Proposed Text
The following services and devices shall not be provided to the medically needy:
1. Chiropractor services.
2. Private duty nursing services.
3. Dentures.
4. Diagnostic or preventive services other than those provided elsewhere in the State Plan.
5. Inpatient hospital services, skilled nursing facility services, and intermediate care facility services for individuals 65 years of age or older in institutions for mental diseases.
6. Intermediate care facility services (other than such services in an institution for mental diseases) for persons determined in accordance with § 1905(a)(4)(A) of the Social Security Act (the Act), to be in need of such care in a public institution, or a distinct part thereof, for persons with intellectual or developmental disability or related conditions.
7. (Reserved.)
8. Special tuberculosis services under § 1902(z)(2)(F) of the Act.
9. Respiratory care services (in accordance with § 1920(e)(9)(A) through (C) of the Act).

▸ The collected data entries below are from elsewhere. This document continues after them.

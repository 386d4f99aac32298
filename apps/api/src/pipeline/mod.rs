// Phase orchestration — the three-stage Research → Documents → Preparation
// pipeline. All agent calls go through agent_client — no direct HTTP here.

pub mod deliverables;
pub mod handlers;
pub mod models;
pub mod orchestrator;
pub mod prompts;
//! Scripted in-memory agent fakes for orchestrator and copilot tests.
//! Replies are queued per role and popped in invocation order.

use std::collections::HashMap;
use std::sync::Mutex;

use async_trait::async_trait;
use serde_json::{json, Value};

use super::{
    AgentError, AgentGateway, AgentRole, AttachmentStore, AttachmentUpload, Envelope,
    UploadReceipt,
};

/// One scripted outcome for an agent invocation.
pub enum ScriptedReply {
    /// success=true envelope carrying the given result payload.
    Success(Value),
    /// success=false envelope with an optional error string.
    Failure(Option<&'static str>),
    /// Transport-level fault: the call itself errors.
    Fault,
}

impl ScriptedReply {
    fn resolve(&self) -> Result<Envelope, AgentError> {
        match self {
            ScriptedReply::Success(result) => Ok(serde_json::from_value(json!({
                "success": true,
                "response": { "result": result }
            }))
            .unwrap()),
            ScriptedReply::Failure(error) => Ok(serde_json::from_value(json!({
                "success": false,
                "error": error
            }))
            .unwrap()),
            ScriptedReply::Fault => Err(AgentError::Api {
                status: 502,
                message: "upstream unavailable".to_string(),
            }),
        }
    }
}

/// Scripted outcome for the attachment upload collaborator.
pub enum ScriptedUpload {
    Receipt { success: bool, asset_ids: Vec<String> },
    Fault,
}

#[derive(Debug, Clone)]
pub struct RecordedCall {
    pub role: AgentRole,
    pub prompt: String,
    pub asset_refs: Vec<String>,
}

/// In-memory stand-in for the remote agent service, implementing both
/// collaborator traits. Unscripted invocations succeed with an empty result.
pub struct ScriptedAgent {
    replies: Mutex<HashMap<AgentRole, Vec<ScriptedReply>>>,
    upload: Mutex<Option<ScriptedUpload>>,
    pub calls: Mutex<Vec<RecordedCall>>,
    pub uploads: Mutex<usize>,
}

impl Default for ScriptedAgent {
    fn default() -> Self {
        Self {
            replies: Mutex::new(HashMap::new()),
            upload: Mutex::new(None),
            calls: Mutex::new(Vec::new()),
            uploads: Mutex::new(0),
        }
    }
}

impl ScriptedAgent {
    pub fn script(&self, role: AgentRole, reply: ScriptedReply) {
        self.replies.lock().unwrap().entry(role).or_default().push(reply);
    }

    pub fn script_upload(&self, upload: ScriptedUpload) {
        *self.upload.lock().unwrap() = Some(upload);
    }

    pub fn call_count(&self) -> usize {
        self.calls.lock().unwrap().len()
    }

    pub fn prompts_for(&self, role: AgentRole) -> Vec<String> {
        self.calls
            .lock()
            .unwrap()
            .iter()
            .filter(|c| c.role == role)
            .map(|c| c.prompt.clone())
            .collect()
    }
}

#[async_trait]
impl AgentGateway for ScriptedAgent {
    async fn invoke(
        &self,
        role: AgentRole,
        prompt: &str,
        asset_refs: &[String],
    ) -> Result<Envelope, AgentError> {
        if prompt.trim().is_empty() {
            return Err(AgentError::EmptyPrompt);
        }
        self.calls.lock().unwrap().push(RecordedCall {
            role,
            prompt: prompt.to_string(),
            asset_refs: asset_refs.to_vec(),
        });
        let reply = {
            let mut replies = self.replies.lock().unwrap();
            let queue = replies.entry(role).or_default();
            if queue.is_empty() {
                None
            } else {
                Some(queue.remove(0))
            }
        };
        match reply {
            Some(reply) => reply.resolve(),
            None => ScriptedReply::Success(json!({})).resolve(),
        }
    }
}

#[async_trait]
impl AttachmentStore for ScriptedAgent {
    async fn upload(&self, _files: &[AttachmentUpload]) -> Result<UploadReceipt, AgentError> {
        *self.uploads.lock().unwrap() += 1;
        match &*self.upload.lock().unwrap() {
            Some(ScriptedUpload::Receipt { success, asset_ids }) => Ok(UploadReceipt {
                success: *success,
                asset_ids: asset_ids.clone(),
            }),
            Some(ScriptedUpload::Fault) => Err(AgentError::Api {
                status: 500,
                message: "upload service unavailable".to_string(),
            }),
            None => Ok(UploadReceipt {
                success: true,
                asset_ids: vec![],
            }),
        }
    }
}
/// Agent client — the single point of entry for all remote agent calls.
///
/// ARCHITECTURAL RULE: no other module may talk to the agent service
/// directly. Pipeline stages and the copilot go through `AgentGateway`;
/// attachment uploads go through `AttachmentStore`.
///
/// Calls are issued without a local timeout and are never retried here:
/// callers convert failures into local error state and move on.
use async_trait::async_trait;
use reqwest::Client;
use serde::{Deserialize, Serialize};
use thiserror::Error;
use tracing::debug;

pub mod envelope;
#[cfg(test)]
pub mod testing;

pub use envelope::{artifact_files, normalize, ArtifactFile, Envelope};

use crate::config::Config;

/// Logical roles of the remote agents. Each maps to one opaque endpoint
/// identifier fixed at process start (see `Config::agent_id`).
#[derive(Debug, Clone, Copy, PartialEq, Eq, Hash)]
pub enum AgentRole {
    Research,
    Documents,
    Preparation,
    Copilot,
}

impl AgentRole {
    pub fn label(&self) -> &'static str {
        match self {
            AgentRole::Research => "research",
            AgentRole::Documents => "documents",
            AgentRole::Preparation => "preparation",
            AgentRole::Copilot => "copilot",
        }
    }
}

#[derive(Debug, Error)]
pub enum AgentError {
    #[error("prompt must not be empty")]
    EmptyPrompt,

    #[error("HTTP error: {0}")]
    Http(#[from] reqwest::Error),

    #[error("agent service returned status {status}: {message}")]
    Api { status: u16, message: String },
}

/// The sole boundary for invoking a remote agent.
///
/// Carried in `AppState` as `Arc<dyn AgentGateway>` so tests can substitute a
/// scripted in-memory implementation for the remote side.
#[async_trait]
pub trait AgentGateway: Send + Sync {
    /// Invokes the agent for `role` with a prompt and previously-uploaded
    /// asset references. Returns the service's envelope verbatim; the caller
    /// decides what a `success=false` envelope means for its own state.
    async fn invoke(
        &self,
        role: AgentRole,
        prompt: &str,
        asset_refs: &[String],
    ) -> Result<Envelope, AgentError>;
}

/// One attachment submitted at launch, forwarded opaquely to the agent
/// service. The service hands back asset identifiers; content is never
/// inspected locally.
#[derive(Debug, Clone, Deserialize)]
pub struct AttachmentUpload {
    pub file_name: String,
    pub content: String,
}

#[derive(Debug, Clone, Default, Deserialize)]
pub struct UploadReceipt {
    #[serde(default)]
    pub success: bool,
    #[serde(default)]
    pub asset_ids: Vec<String>,
}

/// Best-effort upload collaborator. A failure here never aborts a run; the
/// caller degrades to zero attachments.
#[async_trait]
pub trait AttachmentStore: Send + Sync {
    async fn upload(&self, files: &[AttachmentUpload]) -> Result<UploadReceipt, AgentError>;
}

#[derive(Debug, Serialize)]
struct InvokeRequest<'a> {
    agent_id: &'a str,
    message: &'a str,
    #[serde(skip_serializing_if = "Option::is_none")]
    options: Option<InvokeOptions<'a>>,
}

#[derive(Debug, Serialize)]
struct InvokeOptions<'a> {
    assets: &'a [String],
}

/// HTTP client for the agent service. Implements both collaborator traits so
/// one client instance backs the gateway and the upload store.
#[derive(Clone)]
pub struct HttpAgentClient {
    client: Client,
    config: Config,
}

impl HttpAgentClient {
    pub fn new(config: &Config) -> Self {
        Self {
            client: Client::new(),
            config: config.clone(),
        }
    }

    async fn read_error_body(response: reqwest::Response) -> AgentError {
        let status = response.status().as_u16();
        let message = response.text().await.unwrap_or_default();
        AgentError::Api { status, message }
    }
}

#[async_trait]
impl AgentGateway for HttpAgentClient {
    async fn invoke(
        &self,
        role: AgentRole,
        prompt: &str,
        asset_refs: &[String],
    ) -> Result<Envelope, AgentError> {
        if prompt.trim().is_empty() {
            return Err(AgentError::EmptyPrompt);
        }

        let body = InvokeRequest {
            agent_id: self.config.agent_id(role),
            message: prompt,
            options: (!asset_refs.is_empty()).then_some(InvokeOptions { assets: asset_refs }),
        };

        let response = self
            .client
            .post(format!("{}/v1/agents/invoke", self.config.agent_api_url))
            .header("x-api-key", &self.config.agent_api_key)
            .json(&body)
            .send()
            .await?;

        if !response.status().is_success() {
            return Err(Self::read_error_body(response).await);
        }

        let envelope: Envelope = response.json().await?;
        debug!(
            role = role.label(),
            success = envelope.success,
            "agent call resolved"
        );
        Ok(envelope)
    }
}

#[async_trait]
impl AttachmentStore for HttpAgentClient {
    async fn upload(&self, files: &[AttachmentUpload]) -> Result<UploadReceipt, AgentError> {
        let mut form = reqwest::multipart::Form::new();
        for file in files {
            let part = reqwest::multipart::Part::text(file.content.clone())
                .file_name(file.file_name.clone());
            form = form.part("files", part);
        }

        let response = self
            .client
            .post(format!("{}/v1/files", self.config.agent_api_url))
            .header("x-api-key", &self.config.agent_api_key)
            .multipart(form)
            .send()
            .await?;

        if !response.status().is_success() {
            return Err(Self::read_error_body(response).await);
        }

        Ok(response.json().await?)
    }
}
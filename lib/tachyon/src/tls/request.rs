//! A full TLS request/response exchange over a `Socket`.
//!
//! `submit` prepares the SSL handle (SNI, client certificate, cached
//! session) and opens a socket; once the socket connects, a dedicated
//! worker thread drives the handshake, encrypts the request payload and
//! decrypts the response. Ciphertext arriving on the socket's I/O thread
//! is appended to an incoming buffer with its own mutex and condition;
//! the worker blocks there, so every `ready_read` notification and the
//! final `finished` fire from the worker thread in order.

use crate::audience::Audience;
use crate::buffer::Buffer;
use crate::error::{Error, Result};
use crate::net::address::Address;
use crate::net::socket::{
    Socket, SocketBytesWritten, SocketConnected, SocketDisconnected, SocketError, SocketReadyRead,
};
use crate::tls::certificate::TlsCertificate;
use crate::tls::context;
use openssl::ssl::{ErrorCode, Ssl, SslSession, SslStream};
use openssl::stack::Stack;
use quark::logging::{self, debug, o, warn, Logger};
use std::io::{self, Read, Write};
use std::sync::atomic::{AtomicU8, Ordering};
use std::sync::{Arc, Condvar, Mutex, Weak};
use std::thread::JoinHandle;

const READ_CHUNK: usize = 8192;

#[repr(u8)]
#[derive(Debug, Copy, Clone, Eq, PartialEq)]
pub enum TlsRequestStatus {
    Initialized = 0,
    Submitted = 1,
    Finished = 2,
    Error = 3,
}

fn status_of(raw: u8) -> TlsRequestStatus {
    match raw {
        0 => TlsRequestStatus::Initialized,
        1 => TlsRequestStatus::Submitted,
        2 => TlsRequestStatus::Finished,
        _ => TlsRequestStatus::Error,
    }
}

pub struct TlsReadyRead {
    pub request: Arc<TlsRequest>,
}

pub struct TlsSent {
    pub request: Arc<TlsRequest>,
    pub sent: usize,
    pub to_send: usize,
}

pub struct TlsFinished {
    pub request: Arc<TlsRequest>,
}

struct Incoming {
    buffer: Buffer,
    eof: bool,
}

struct RequestState {
    host: String,
    port: u16,
    content: Vec<u8>,
    client_cert: Option<TlsCertificate>,
    session_cache_enabled: bool,
    socket: Option<Arc<Socket>>,
    worker: Option<JoinHandle<()>>,
    pending_ssl: Option<Ssl>,
    result: Buffer,
    server_cert: Option<TlsCertificate>,
    cert_verify_failed: bool,
    session_reused: bool,
    error_msg: String,
    total_sent: usize,
    total_to_send: usize,
}

pub struct TlsRequest {
    self_ref: Weak<TlsRequest>,
    status: AtomicU8,
    state: Mutex<RequestState>,
    done: Condvar,
    incoming: Mutex<Incoming>,
    got_incoming: Condvar,
    ready_read: Audience<TlsReadyRead>,
    sent: Audience<TlsSent>,
    finished: Audience<TlsFinished>,
    log: Logger,
}
use std::time::{SystemTime, UNIX_EPOCH};

/// Returns the current unix timestamp (seconds elapsed since 1970-01-01)
#[inline]
pub fn timestamp_secs() -> u64 {
    SystemTime::now()
        .duration_since(UNIX_EPOCH)
        .expect("System clock is set before the unix epoch")
        .as_secs()
}

#[cfg(test)]
mod tests {
    use super::*;

    #[test]
    fn test_timestamp_monotonic_enough() {
        let a = timestamp_secs();
        let b = timestamp_secs();
        assert!(b >= a);
        // Sometime after 2020-01-01.
        assert!(a > 1_577_836_800);
    }
}
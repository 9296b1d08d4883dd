//! Fetches the front page of a host over TLS and prints the beginning of
//! the response.
//!
//! Usage: `fetch [host]` (defaults to example.org).

use quark::logging::{self, info};
use tachyon::tls::{library_name, TlsRequest, TlsRequestStatus};

fn main() {
    let log = logging::terminal();
    logging::set_process_logger(&log);

    let host = std::env::args()
        .nth(1)
        .unwrap_or_else(|| "example.org".to_string());
    info!(log, "fetching"; "host" => host.clone(), "tls" => library_name());

    let request = TlsRequest::new(&log);
    request.set_host(&host, 443);
    request.set_content(format!("GET / HTTP/1.0\r\nHost: {}\r\n\r\n", host).as_bytes());
    request.submit();
    request.wait_for_finished();

    match request.status() {
        TlsRequestStatus::Finished => {
            if let Some(cert) = request.server_certificate() {
                info!(log, "server certificate"; "subject" => cert.subject());
            }
            let body = request.read_all();
            let head = String::from_utf8_lossy(&body[..body.len().min(400)]).into_owned();
            println!("{}", head);
        }
        _ => {
            eprintln!("request failed: {}", request.error_message());
            std::process::exit(1);
        }
    }
}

10. Ambulatory prenatal care for pregnant women furnished during a presumptive eligibility period by a qualified provider (in accordance with § 1920 of the Act).
11. Personal care services in a recipient's home, prescribed in accordance with a plan of treatment and provided by a qualified person under supervision of a registered nurse.
12. Home and community care for functionally disabled elderly individuals, as defined, described and limited in 12VAC30-50-470.
13. Personal care services furnished to an individual who is not an inpatient or resident of a hospital, nursing facility, intermediate care facility for intellectually or developmentally disabled persons, or institution for mental disease that are (i) authorized for the individual by a physician in accordance with a plan of treatment, (ii) provided by an individual who is qualified to provide such services and who is not a member of the individual's family, and (iii) furnished in a home.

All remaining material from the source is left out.